─── Dataset records

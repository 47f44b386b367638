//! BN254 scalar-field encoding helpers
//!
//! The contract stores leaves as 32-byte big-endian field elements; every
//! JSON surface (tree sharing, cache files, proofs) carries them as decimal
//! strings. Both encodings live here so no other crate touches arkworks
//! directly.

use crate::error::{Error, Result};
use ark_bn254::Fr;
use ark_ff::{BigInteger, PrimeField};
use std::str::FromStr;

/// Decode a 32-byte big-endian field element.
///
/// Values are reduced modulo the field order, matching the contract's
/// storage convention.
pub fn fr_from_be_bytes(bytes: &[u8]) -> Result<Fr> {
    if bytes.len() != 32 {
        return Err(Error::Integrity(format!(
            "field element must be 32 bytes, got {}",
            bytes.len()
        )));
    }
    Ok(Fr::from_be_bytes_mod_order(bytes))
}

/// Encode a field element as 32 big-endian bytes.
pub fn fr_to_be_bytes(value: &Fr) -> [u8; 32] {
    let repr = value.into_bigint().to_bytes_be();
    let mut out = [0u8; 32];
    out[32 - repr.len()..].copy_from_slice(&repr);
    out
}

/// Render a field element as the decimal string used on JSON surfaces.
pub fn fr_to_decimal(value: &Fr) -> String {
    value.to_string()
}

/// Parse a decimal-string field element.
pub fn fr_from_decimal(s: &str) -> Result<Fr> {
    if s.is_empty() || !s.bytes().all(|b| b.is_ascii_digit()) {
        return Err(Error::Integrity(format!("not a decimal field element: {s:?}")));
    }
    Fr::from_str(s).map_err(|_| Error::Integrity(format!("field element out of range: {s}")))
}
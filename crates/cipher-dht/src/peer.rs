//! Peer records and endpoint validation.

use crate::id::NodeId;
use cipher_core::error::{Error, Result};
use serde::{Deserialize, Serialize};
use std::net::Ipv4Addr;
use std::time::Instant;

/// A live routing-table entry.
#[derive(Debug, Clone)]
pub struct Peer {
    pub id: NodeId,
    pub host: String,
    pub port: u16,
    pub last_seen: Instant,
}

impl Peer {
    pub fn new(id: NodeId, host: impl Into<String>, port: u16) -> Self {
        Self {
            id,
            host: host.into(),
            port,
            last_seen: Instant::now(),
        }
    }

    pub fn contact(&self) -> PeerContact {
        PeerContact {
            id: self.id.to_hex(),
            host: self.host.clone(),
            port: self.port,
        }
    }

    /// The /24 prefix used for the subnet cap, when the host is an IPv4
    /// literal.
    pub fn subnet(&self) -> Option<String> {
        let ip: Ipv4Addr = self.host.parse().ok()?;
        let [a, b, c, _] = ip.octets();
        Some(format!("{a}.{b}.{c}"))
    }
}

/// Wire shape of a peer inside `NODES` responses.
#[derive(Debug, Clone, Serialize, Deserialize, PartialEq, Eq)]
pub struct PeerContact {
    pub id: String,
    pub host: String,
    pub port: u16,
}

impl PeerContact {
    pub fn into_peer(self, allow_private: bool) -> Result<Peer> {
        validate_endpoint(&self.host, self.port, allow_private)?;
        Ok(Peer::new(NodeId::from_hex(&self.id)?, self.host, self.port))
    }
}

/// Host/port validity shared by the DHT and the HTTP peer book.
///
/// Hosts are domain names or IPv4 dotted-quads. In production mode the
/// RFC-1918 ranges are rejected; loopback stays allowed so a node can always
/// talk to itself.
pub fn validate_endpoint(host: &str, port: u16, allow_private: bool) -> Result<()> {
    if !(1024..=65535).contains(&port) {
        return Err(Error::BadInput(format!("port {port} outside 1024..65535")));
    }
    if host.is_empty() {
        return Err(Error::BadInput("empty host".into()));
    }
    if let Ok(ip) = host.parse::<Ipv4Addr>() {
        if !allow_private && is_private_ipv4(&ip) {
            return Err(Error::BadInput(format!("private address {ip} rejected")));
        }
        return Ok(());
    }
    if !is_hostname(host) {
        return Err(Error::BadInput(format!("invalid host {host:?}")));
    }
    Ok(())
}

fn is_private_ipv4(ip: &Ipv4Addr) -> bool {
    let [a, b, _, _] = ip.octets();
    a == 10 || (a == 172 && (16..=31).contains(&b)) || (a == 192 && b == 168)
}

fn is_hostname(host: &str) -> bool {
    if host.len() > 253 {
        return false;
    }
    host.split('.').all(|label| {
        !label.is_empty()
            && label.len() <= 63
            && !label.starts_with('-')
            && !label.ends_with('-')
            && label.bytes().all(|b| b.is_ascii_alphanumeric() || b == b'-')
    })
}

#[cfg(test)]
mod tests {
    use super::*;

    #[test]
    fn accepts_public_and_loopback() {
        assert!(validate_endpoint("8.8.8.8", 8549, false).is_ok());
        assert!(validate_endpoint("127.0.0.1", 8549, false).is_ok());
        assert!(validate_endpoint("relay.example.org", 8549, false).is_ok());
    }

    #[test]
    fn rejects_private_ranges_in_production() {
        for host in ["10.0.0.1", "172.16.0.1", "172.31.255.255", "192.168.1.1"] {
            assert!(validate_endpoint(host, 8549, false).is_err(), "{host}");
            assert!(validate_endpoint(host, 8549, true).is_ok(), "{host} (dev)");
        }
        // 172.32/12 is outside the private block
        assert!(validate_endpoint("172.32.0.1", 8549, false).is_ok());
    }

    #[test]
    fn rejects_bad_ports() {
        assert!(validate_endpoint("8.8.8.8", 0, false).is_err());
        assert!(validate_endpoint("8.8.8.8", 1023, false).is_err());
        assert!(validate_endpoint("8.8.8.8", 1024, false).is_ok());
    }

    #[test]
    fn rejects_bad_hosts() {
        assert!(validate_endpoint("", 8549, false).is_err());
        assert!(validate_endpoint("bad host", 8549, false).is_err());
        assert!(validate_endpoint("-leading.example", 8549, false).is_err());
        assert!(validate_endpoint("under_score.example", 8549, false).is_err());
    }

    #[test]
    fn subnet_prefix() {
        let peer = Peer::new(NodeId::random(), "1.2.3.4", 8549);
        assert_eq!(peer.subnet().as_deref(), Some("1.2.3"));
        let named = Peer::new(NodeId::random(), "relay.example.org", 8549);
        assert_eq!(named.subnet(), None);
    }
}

──────

▶ **Work instruction**: Copy every line above without changes.

▶ **Answer to the exercise**:
repository 47f44b386b367638
//! BN254 scalar-field encoding helpers
//!
//! The contract stores leaves as 32-byte big-endian field elements; every
//! JSON surface (tree sharing, cache files, proofs) carries them as decimal
//! strings. Both encodings live here so no other crate touches arkworks
//! directly.

use crate::error::{Error, Result};
use ark_bn254::Fr;
use ark_ff::{BigInteger, PrimeField};
use std::str::FromStr;

/// Decode a 32-byte big-endian field element.
///
/// Values are reduced modulo the field order, matching the contract's
/// storage convention.
pub fn fr_from_be_bytes(bytes: &[u8]) -> Result<Fr> {
    if bytes.len() != 32 {
        return Err(Error::Integrity(format!(
            "field element must be 32 bytes, got {}",
            bytes.len()
        )));
    }
    Ok(Fr::from_be_bytes_mod_order(bytes))
}

/// Encode a field element as 32 big-endian bytes.
pub fn fr_to_be_bytes(value: &Fr) -> [u8; 32] {
    let repr = value.into_bigint().to_bytes_be();
    let mut out = [0u8; 32];
    out[32 - repr.len()..].copy_from_slice(&repr);
    out
}

/// Render a field element as the decimal string used on JSON surfaces.
pub fn fr_to_decimal(value: &Fr) -> String {
    value.to_string()
}

/// Parse a decimal-string field element.
pub fn fr_from_decimal(s: &str) -> Result<Fr> {
    if s.is_empty() || !s.bytes().all(|b| b.is_ascii_digit()) {
        return Err(Error::Integrity(format!("not a decimal field element: {s:?}")));
    }
    Fr::from_str(s).map_err(|_| Error::Integrity(format!("field element out of range: {s}")))
}
filename crates/cipher-dht/src/peer.rs
//! Peer records and endpoint validation.

use crate::id::NodeId;
use cipher_core::error::{Error, Result};
use serde::{Deserialize, Serialize};
use std::net::Ipv4Addr;
use std::time::Instant;

/// A live routing-table entry.
#[derive(Debug, Clone)]
pub struct Peer {
    pub id: NodeId,
    pub host: String,
    pub port: u16,
    pub last_seen: Instant,
}

impl Peer {
    pub fn new(id: NodeId, host: impl Into<String>, port: u16) -> Self {
        Self {
            id,
            host: host.into(),
            port,
            last_seen: Instant::now(),
        }
    }

    pub fn contact(&self) -> PeerContact {
        PeerContact {
            id: self.id.to_hex(),
            host: self.host.clone(),
            port: self.port,
        }
    }

    /// The /24 prefix used for the subnet cap, when the host is an IPv4
    /// literal.
    pub fn subnet(&self) -> Option<String> {
        let ip: Ipv4Addr = self.host.parse().ok()?;
        let [a, b, c, _] = ip.octets();
        Some(format!("{a}.{b}.{c}"))
    }
}

/// Wire shape of a peer inside `NODES` responses.
#[derive(Debug, Clone, Serialize, Deserialize, PartialEq, Eq)]
pub struct PeerContact {
    pub id: String,
    pub host: String,
    pub port: u16,
}

impl PeerContact {
    pub fn into_peer(self, allow_private: bool) -> Result<Peer> {
        validate_endpoint(&self.host, self.port, allow_private)?;
        Ok(Peer::new(NodeId::from_hex(&self.id)?, self.host, self.port))
    }
}

/// Host/port validity shared by the DHT and the HTTP peer book.
///
/// Hosts are domain names or IPv4 dotted-quads. In production mode the
/// RFC-1918 ranges are rejected; loopback stays allowed so a node can always
/// talk to itself.
pub fn validate_endpoint(host: &str, port: u16, allow_private: bool) -> Result<()> {
    if !(1024..=65535).contains(&port) {
        return Err(Error::BadInput(format!("port {port} outside 1024..65535")));
    }
    if host.is_empty() {
        return Err(Error::BadInput("empty host".into()));
    }
    if let Ok(ip) = host.parse::<Ipv4Addr>() {
        if !allow_private && is_private_ipv4(&ip) {
            return Err(Error::BadInput(format!("private address {ip} rejected")));
        }
        return Ok(());
    }
    if !is_hostname(host) {
        return Err(Error::BadInput(format!("invalid host {host:?}")));
    }
    Ok(())
}

fn is_private_ipv4(ip: &Ipv4Addr) -> bool {
    let [a, b, _, _] = ip.octets();
    a == 10 || (a == 172 && (16..=31).contains(&b)) || (a == 192 && b == 168)
}

fn is_hostname(host: &str) -> bool {
    if host.len() > 253 {
        return false;
    }
    host.split('.').all(|label| {
        !label.is_empty()
            && label.len() <= 63
            && !label.starts_with('-')
            && !label.ends_with('-')
            && label.bytes().all(|b| b.is_ascii_alphanumeric() || b == b'-')
    })
}

#[cfg(test)]
mod tests {
    use super::*;

    #[test]
    fn accepts_public_and_loopback() {
        assert!(validate_endpoint("8.8.8.8", 8549, false).is_ok());
        assert!(validate_endpoint("127.0.0.1", 8549, false).is_ok());
        assert!(validate_endpoint("relay.example.org", 8549, false).is_ok());
    }

    #[test]
    fn rejects_private_ranges_in_production() {
        for host in ["10.0.0.1", "172.16.0.1", "172.31.255.255", "192.168.1.1"] {
            assert!(validate_endpoint(host, 8549, false).is_err(), "{host}");
            assert!(validate_endpoint(host, 8549, true).is_ok(), "{host} (dev)");
        }
        // 172.32/12 is outside the private block
        assert!(validate_endpoint("172.32.0.1", 8549, false).is_ok());
    }

    #[test]
    fn rejects_bad_ports() {
        assert!(validate_endpoint("8.8.8.8", 0, false).is_err());
        assert!(validate_endpoint("8.8.8.8", 1023, false).is_err());
        assert!(validate_endpoint("8.8.8.8", 1024, false).is_ok());
    }

    #[test]
    fn rejects_bad_hosts() {
        assert!(validate_endpoint("", 8549, false).is_err());
        assert!(validate_endpoint("bad host", 8549, false).is_err());
        assert!(validate_endpoint("-leading.example", 8549, false).is_err());
        assert!(validate_endpoint("under_score.example", 8549, false).is_err());
    }

    #[test]
    fn subnet_prefix() {
        let peer = Peer::new(NodeId::random(), "1.2.3.4", 8549);
        assert_eq!(peer.subnet().as_deref(), Some("1.2.3"));
        let named = Peer::new(NodeId::random(), "relay.example.org", 8549);
        assert_eq!(named.subnet(), None);
    }
}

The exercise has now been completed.